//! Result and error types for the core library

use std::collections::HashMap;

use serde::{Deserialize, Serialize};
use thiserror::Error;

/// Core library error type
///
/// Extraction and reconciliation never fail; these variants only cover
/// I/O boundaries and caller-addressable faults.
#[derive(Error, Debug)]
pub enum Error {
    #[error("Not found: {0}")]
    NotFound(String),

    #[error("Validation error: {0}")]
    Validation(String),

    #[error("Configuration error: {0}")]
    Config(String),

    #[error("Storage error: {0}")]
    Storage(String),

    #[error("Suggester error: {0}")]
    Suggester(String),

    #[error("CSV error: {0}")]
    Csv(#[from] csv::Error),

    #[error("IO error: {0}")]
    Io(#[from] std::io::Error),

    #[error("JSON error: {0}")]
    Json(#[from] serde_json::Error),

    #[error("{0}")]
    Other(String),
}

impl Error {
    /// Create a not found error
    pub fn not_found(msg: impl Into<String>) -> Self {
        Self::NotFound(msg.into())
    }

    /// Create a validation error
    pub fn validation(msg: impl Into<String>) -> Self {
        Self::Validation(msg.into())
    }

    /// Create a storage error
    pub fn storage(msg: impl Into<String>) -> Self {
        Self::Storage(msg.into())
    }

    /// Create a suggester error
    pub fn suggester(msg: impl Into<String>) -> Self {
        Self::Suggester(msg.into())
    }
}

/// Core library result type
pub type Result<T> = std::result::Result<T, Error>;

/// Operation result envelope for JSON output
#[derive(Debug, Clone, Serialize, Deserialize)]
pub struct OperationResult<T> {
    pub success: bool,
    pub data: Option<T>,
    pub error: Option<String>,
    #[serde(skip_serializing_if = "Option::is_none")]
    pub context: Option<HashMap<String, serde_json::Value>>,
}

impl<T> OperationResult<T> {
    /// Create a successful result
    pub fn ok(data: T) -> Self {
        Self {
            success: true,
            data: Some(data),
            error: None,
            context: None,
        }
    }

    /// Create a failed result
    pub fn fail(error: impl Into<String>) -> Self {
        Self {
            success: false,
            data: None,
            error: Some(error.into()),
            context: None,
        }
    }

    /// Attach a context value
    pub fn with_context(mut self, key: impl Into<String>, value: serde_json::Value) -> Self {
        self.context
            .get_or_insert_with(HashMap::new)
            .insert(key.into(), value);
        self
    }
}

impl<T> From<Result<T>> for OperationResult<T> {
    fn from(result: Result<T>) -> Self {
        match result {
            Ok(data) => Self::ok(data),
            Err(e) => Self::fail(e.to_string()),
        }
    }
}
* * *
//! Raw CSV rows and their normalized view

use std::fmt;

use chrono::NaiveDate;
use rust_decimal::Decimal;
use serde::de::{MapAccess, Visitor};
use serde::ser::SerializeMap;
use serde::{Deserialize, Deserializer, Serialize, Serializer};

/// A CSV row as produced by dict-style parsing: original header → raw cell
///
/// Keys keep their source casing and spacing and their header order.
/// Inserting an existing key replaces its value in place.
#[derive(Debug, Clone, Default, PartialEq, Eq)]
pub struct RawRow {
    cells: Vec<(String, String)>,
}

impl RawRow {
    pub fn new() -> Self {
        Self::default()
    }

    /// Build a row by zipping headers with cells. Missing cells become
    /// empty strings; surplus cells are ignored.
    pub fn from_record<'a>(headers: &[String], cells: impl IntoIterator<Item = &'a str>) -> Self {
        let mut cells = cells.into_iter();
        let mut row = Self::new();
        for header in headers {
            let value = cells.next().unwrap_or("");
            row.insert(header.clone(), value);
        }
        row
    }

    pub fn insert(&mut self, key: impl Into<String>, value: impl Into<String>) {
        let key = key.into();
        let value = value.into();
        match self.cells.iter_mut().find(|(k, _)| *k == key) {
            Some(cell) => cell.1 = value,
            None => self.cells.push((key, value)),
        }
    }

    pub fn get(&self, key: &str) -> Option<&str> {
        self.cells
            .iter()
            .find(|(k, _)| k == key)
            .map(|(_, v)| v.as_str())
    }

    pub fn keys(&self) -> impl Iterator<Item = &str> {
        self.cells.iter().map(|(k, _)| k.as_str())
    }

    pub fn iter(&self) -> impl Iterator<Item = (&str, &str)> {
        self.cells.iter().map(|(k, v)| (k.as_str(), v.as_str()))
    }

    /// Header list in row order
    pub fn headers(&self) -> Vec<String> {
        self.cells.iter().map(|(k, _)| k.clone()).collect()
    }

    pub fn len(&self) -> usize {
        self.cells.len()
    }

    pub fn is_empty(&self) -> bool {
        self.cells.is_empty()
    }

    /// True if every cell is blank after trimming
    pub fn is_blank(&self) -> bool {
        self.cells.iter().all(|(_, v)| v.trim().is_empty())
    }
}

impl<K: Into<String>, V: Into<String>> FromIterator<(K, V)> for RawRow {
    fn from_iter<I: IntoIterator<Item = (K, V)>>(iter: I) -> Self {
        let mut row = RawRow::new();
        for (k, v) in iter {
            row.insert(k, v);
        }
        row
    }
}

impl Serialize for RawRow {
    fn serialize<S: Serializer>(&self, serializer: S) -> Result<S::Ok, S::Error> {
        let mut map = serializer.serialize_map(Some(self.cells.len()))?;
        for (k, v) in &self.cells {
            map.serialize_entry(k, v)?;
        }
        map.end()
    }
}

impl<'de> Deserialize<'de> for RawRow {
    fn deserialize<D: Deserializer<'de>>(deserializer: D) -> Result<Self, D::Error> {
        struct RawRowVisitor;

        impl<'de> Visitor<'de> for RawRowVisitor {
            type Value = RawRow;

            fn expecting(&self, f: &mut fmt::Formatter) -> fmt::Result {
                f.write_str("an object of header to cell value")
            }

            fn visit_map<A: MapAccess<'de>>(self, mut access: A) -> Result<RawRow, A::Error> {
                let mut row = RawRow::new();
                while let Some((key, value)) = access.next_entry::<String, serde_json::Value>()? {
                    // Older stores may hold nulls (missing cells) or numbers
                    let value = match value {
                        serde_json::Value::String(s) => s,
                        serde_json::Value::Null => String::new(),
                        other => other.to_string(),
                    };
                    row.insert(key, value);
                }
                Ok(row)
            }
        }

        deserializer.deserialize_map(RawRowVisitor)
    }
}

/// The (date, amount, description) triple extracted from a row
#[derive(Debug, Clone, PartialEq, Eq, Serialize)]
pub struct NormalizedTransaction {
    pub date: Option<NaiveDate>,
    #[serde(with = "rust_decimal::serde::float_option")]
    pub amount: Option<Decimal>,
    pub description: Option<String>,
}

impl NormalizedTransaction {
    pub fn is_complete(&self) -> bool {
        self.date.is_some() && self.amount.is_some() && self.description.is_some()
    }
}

Exercise details: If a line in the material contains the word "Item", copy that line.

Response for this exercise:
    pub fn from_record<'a>(headers: &[String], cells: impl IntoIterator<Item = &'a str>) -> Self {
    pub fn keys(&self) -> impl Iterator<Item = &str> {
    pub fn iter(&self) -> impl Iterator<Item = (&str, &str)> {
    fn from_iter<I: IntoIterator<Item = (K, V)>>(iter: I) -> Self {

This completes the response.